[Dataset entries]
+===+

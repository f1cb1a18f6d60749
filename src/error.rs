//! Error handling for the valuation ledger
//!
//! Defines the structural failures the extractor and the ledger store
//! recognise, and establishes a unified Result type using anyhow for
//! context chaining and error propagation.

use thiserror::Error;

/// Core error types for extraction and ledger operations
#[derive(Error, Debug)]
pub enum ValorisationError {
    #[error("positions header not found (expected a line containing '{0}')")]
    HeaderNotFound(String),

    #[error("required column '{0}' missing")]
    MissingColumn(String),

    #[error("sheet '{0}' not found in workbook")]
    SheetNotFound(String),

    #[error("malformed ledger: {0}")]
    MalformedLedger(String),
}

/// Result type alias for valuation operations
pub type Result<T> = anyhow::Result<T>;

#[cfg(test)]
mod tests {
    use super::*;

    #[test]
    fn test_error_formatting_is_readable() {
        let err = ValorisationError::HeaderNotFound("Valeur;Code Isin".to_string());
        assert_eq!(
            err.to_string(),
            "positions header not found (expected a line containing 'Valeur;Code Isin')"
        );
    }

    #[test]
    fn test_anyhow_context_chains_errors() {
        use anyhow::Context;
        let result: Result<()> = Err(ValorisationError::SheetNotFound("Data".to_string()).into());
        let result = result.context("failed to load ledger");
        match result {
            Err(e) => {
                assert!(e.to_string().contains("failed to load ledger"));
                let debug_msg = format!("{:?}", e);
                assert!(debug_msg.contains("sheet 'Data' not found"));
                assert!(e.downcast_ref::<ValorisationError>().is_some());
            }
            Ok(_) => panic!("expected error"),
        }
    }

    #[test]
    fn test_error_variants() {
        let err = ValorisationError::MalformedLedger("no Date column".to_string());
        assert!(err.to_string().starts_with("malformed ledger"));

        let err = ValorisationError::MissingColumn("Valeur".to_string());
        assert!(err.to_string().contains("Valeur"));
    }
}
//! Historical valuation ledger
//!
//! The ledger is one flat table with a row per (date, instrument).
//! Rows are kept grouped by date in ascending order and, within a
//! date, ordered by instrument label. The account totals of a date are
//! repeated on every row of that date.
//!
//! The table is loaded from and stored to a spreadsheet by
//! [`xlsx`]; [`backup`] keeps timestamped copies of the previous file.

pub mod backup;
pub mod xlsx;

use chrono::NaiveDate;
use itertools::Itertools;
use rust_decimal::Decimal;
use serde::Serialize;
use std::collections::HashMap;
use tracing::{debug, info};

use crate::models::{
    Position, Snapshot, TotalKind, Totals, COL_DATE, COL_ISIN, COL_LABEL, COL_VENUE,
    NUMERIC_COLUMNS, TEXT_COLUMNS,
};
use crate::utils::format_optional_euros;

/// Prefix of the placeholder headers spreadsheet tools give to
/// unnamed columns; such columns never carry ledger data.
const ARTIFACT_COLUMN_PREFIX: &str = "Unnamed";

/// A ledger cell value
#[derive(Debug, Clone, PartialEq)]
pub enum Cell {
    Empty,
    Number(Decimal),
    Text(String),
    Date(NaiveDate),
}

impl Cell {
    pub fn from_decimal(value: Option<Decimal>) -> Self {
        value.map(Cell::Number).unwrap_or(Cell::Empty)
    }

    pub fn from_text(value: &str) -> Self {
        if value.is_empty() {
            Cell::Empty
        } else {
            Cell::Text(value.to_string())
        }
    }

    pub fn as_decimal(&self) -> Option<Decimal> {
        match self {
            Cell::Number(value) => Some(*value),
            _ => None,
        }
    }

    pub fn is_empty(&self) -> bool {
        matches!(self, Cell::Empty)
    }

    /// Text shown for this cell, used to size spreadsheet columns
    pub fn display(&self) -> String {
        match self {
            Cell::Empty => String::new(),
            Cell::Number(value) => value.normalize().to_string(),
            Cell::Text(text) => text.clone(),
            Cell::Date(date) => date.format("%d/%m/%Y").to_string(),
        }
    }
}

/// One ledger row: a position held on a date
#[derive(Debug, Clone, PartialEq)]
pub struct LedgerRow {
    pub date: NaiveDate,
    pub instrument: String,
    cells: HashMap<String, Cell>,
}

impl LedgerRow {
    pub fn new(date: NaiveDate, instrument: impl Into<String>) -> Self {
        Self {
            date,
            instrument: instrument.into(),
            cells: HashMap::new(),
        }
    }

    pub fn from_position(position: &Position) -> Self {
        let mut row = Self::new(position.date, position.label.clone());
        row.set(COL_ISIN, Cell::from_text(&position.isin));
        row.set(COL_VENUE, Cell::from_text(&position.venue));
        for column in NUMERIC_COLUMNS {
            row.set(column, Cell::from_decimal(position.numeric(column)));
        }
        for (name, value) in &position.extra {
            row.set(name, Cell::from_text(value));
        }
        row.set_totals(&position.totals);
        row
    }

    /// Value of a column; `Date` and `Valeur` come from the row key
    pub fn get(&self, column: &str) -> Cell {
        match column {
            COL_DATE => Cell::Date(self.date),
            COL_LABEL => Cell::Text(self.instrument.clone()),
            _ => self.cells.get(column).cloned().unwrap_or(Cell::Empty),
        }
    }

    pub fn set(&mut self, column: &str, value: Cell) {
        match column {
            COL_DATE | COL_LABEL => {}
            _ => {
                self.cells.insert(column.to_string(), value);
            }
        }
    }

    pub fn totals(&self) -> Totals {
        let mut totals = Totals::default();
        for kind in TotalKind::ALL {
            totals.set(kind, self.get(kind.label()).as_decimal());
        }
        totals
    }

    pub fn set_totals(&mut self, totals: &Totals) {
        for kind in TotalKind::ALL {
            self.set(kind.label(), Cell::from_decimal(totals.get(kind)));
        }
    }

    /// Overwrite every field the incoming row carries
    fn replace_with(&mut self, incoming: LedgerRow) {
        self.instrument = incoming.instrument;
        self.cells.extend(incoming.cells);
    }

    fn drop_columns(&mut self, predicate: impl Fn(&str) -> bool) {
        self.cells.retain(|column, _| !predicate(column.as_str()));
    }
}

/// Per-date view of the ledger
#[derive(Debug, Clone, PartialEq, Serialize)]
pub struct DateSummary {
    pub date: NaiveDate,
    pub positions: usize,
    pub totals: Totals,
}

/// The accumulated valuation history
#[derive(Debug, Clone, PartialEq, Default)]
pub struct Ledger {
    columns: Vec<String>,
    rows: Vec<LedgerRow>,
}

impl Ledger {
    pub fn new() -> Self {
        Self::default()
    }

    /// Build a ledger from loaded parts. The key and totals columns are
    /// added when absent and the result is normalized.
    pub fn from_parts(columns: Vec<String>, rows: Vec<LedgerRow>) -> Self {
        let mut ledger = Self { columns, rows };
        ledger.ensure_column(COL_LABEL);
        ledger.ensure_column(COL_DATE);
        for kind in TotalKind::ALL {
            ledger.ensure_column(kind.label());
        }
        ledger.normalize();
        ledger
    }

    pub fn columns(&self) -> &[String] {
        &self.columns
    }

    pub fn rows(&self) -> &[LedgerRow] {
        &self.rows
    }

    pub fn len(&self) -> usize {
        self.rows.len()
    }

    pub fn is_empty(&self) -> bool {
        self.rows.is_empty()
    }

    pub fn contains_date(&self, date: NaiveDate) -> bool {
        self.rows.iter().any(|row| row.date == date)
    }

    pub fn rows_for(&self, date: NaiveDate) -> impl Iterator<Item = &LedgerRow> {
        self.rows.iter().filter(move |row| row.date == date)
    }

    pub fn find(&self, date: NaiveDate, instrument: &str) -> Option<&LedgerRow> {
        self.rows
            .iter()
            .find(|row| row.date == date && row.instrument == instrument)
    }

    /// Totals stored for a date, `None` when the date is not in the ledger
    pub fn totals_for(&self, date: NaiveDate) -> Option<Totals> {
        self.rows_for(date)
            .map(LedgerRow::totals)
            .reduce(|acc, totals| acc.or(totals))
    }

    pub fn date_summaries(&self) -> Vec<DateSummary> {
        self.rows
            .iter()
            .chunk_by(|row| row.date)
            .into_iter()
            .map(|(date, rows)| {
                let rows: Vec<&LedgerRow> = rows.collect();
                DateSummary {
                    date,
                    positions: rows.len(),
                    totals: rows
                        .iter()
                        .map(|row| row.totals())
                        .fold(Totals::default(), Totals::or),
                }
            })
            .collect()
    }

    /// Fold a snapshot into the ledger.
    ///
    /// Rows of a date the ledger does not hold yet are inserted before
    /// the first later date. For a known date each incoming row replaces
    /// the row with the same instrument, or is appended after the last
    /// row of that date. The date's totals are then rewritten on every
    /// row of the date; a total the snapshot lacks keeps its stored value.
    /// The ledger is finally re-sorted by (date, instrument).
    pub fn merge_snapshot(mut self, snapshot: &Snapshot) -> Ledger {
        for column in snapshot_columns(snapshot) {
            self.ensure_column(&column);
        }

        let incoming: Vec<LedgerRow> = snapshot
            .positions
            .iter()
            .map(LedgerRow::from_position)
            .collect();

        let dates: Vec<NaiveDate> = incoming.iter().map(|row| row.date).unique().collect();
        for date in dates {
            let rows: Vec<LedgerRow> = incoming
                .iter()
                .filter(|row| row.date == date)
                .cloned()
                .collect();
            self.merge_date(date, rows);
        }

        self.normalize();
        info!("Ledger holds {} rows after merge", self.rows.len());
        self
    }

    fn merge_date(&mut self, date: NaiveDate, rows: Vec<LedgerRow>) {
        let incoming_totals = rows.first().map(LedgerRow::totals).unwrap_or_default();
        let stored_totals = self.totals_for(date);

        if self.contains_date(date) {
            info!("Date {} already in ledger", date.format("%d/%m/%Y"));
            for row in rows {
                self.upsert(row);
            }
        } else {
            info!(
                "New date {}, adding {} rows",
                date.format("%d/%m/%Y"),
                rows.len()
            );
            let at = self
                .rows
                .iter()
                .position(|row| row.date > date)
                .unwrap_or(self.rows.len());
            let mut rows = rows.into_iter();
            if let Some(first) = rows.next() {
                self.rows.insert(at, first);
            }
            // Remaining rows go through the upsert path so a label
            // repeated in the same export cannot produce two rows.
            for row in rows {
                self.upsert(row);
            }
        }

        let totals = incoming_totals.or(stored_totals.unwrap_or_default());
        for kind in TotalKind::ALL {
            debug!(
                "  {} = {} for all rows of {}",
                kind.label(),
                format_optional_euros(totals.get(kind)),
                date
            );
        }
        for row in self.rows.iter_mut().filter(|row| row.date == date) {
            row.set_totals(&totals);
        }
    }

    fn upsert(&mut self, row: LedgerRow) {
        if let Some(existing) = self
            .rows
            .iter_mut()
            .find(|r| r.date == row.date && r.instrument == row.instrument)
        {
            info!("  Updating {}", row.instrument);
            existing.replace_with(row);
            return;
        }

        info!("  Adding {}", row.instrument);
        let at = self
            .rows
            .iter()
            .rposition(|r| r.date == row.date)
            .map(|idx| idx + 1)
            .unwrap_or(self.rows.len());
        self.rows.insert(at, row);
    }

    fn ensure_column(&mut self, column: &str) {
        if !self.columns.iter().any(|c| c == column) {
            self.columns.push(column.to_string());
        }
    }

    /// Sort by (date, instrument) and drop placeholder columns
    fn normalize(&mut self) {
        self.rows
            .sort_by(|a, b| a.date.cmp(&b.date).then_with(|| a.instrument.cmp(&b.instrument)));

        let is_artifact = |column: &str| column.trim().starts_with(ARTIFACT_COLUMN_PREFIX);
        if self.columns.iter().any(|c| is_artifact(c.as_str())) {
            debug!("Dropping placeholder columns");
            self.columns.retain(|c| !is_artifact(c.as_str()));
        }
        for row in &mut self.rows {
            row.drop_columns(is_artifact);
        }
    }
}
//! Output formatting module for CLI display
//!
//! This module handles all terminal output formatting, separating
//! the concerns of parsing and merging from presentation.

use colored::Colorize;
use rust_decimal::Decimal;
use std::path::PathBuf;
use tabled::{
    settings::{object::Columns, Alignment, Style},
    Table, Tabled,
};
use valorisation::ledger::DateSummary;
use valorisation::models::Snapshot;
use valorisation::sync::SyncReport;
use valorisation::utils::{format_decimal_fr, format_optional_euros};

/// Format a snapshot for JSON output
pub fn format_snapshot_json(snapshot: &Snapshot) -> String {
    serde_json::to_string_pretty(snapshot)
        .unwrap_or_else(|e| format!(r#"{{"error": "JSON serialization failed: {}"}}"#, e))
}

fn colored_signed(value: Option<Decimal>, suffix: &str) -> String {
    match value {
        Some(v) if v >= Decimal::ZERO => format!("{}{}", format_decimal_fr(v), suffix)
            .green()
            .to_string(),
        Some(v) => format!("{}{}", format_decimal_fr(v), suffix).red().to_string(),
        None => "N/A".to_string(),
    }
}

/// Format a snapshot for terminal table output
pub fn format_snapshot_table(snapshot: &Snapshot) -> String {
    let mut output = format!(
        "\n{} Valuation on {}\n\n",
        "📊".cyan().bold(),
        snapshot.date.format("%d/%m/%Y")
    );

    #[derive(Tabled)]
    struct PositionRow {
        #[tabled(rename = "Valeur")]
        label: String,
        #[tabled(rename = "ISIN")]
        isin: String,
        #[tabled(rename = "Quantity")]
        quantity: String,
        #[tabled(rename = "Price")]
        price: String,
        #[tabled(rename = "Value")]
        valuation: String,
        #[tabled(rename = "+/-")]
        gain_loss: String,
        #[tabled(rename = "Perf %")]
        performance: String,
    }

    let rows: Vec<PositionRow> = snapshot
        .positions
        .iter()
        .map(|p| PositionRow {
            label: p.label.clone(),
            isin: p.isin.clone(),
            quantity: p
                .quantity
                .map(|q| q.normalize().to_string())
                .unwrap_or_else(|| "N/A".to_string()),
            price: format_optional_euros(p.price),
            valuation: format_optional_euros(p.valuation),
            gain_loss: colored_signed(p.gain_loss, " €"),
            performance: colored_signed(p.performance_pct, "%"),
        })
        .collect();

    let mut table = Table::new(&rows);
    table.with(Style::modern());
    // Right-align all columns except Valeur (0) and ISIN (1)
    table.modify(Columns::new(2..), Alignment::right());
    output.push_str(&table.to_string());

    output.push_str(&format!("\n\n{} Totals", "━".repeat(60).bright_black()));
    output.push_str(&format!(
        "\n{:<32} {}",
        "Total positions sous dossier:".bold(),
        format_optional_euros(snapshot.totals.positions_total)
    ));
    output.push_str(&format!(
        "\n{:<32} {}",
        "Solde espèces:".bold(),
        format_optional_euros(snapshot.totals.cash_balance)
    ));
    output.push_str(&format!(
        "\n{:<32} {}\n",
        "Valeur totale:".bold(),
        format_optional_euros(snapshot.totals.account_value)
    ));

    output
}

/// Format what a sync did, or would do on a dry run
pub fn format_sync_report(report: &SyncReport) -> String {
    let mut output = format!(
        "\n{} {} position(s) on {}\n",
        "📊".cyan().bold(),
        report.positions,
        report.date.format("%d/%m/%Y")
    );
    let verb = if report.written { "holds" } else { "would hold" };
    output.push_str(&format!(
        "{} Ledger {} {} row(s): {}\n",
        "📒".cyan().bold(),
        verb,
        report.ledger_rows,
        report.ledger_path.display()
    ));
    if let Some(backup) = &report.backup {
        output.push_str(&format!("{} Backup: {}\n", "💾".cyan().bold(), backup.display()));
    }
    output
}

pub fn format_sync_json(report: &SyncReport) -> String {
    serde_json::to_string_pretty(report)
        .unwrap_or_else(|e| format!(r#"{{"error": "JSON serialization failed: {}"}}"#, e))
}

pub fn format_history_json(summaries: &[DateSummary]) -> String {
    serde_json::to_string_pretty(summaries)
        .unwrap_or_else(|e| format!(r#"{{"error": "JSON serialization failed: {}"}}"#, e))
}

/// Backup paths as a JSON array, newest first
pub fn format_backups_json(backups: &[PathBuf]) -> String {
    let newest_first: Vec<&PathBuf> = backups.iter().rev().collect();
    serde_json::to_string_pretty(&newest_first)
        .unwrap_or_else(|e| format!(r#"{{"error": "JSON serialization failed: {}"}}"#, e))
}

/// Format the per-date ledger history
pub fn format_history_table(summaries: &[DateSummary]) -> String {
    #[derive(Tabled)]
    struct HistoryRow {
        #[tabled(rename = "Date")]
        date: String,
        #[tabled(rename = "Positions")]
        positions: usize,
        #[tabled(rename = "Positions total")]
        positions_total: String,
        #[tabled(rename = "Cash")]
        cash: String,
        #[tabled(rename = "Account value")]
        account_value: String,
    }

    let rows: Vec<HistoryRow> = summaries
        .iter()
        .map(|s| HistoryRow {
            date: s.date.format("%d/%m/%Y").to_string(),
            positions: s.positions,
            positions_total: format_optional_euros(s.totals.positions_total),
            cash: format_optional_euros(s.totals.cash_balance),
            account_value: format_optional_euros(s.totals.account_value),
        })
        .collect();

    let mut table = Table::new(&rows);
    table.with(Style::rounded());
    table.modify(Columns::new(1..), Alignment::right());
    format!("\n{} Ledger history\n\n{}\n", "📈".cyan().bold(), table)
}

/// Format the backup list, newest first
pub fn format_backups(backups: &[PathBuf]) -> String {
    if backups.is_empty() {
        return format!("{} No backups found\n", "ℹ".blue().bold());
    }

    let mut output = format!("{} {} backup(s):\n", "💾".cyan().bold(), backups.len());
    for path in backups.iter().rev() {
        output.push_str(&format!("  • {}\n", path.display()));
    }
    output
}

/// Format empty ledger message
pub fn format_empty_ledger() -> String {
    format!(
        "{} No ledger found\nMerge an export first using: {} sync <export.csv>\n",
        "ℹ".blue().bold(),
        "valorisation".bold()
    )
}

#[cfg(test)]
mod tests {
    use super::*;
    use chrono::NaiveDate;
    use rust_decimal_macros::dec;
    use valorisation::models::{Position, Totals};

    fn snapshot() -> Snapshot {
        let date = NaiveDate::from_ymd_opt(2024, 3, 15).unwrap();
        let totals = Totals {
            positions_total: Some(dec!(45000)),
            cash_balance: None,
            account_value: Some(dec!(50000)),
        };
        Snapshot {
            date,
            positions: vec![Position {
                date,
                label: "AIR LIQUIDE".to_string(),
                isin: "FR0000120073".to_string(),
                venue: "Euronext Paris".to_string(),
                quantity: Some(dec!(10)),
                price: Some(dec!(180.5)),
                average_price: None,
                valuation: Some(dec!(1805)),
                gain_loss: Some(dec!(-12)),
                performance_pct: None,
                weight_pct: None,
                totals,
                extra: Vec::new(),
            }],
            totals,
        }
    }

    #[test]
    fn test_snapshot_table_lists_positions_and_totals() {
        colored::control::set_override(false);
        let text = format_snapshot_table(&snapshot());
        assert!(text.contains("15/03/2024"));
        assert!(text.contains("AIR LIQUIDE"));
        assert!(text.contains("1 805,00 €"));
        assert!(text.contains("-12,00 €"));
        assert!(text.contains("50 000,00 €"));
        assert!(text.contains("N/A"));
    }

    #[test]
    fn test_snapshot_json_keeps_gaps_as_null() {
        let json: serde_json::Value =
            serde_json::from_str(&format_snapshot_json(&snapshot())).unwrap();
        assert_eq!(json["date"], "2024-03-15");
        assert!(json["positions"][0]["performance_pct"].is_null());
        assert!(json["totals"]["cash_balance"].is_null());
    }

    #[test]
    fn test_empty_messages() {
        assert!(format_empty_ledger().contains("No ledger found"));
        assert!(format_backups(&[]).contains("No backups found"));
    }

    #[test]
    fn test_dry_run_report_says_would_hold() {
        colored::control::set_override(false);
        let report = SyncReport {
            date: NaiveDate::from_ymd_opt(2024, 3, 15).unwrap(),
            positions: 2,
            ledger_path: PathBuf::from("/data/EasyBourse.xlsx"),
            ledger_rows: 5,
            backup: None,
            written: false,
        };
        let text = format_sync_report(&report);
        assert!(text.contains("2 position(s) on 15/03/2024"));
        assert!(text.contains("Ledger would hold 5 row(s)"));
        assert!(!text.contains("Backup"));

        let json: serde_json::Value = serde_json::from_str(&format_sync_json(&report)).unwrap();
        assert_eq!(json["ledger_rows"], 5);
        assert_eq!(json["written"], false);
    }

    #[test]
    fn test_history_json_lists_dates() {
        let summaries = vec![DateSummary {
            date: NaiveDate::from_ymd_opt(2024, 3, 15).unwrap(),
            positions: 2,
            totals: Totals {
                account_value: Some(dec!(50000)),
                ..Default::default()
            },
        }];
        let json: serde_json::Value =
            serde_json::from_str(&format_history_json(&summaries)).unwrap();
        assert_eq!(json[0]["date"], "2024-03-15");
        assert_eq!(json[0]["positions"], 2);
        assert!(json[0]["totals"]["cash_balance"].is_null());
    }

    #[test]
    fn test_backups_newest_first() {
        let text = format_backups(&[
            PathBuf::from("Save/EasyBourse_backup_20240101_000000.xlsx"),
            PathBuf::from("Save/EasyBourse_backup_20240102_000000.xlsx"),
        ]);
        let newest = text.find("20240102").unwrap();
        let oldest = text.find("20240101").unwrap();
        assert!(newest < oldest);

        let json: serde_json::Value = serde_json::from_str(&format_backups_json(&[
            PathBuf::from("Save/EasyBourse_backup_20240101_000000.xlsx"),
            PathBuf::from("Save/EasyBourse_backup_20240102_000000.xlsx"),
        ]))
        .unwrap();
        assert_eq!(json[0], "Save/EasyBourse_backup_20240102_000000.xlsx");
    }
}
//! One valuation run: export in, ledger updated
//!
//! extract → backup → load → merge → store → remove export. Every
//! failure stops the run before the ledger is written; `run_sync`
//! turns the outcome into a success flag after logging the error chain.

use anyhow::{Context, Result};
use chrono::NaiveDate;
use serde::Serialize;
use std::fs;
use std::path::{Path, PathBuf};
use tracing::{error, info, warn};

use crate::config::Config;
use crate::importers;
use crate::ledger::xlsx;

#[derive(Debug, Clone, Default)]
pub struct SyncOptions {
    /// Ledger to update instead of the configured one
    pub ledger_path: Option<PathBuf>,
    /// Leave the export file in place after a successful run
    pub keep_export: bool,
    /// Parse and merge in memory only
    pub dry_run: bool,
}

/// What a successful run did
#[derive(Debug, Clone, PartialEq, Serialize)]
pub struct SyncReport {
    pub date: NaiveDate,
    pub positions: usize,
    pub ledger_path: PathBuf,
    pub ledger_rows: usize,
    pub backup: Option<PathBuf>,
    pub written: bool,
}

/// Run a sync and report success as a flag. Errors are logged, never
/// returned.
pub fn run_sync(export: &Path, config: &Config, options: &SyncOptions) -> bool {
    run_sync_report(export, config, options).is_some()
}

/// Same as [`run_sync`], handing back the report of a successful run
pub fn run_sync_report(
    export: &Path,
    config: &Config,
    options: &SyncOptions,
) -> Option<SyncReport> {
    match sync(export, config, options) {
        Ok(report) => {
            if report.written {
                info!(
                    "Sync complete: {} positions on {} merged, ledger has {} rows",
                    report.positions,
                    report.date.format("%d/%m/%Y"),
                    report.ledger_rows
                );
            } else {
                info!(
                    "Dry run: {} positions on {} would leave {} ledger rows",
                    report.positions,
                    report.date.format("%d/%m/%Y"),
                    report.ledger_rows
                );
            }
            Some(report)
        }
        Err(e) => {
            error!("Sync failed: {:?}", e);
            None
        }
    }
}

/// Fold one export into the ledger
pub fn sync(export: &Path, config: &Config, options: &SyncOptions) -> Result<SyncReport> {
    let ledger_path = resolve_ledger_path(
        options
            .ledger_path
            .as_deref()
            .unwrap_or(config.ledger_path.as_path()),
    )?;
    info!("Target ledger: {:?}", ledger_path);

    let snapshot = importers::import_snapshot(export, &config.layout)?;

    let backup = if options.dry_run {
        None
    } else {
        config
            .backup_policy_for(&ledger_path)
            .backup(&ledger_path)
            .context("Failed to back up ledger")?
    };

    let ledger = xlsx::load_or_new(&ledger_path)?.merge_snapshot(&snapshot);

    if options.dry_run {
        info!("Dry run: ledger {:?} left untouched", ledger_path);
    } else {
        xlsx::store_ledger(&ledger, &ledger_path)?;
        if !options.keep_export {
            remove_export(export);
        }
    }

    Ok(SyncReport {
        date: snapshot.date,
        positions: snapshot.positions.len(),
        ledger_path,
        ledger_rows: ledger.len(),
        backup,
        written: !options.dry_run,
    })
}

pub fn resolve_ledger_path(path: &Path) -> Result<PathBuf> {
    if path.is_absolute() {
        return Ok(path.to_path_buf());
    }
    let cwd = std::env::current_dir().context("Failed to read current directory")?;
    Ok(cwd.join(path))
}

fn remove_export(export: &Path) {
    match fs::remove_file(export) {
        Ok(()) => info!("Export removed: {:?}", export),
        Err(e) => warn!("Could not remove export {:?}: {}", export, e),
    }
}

+===+

### What to produce
Lines that contain the word "info": how many are there in the data? Give the number and nothing else.

### Solution for this exercise
12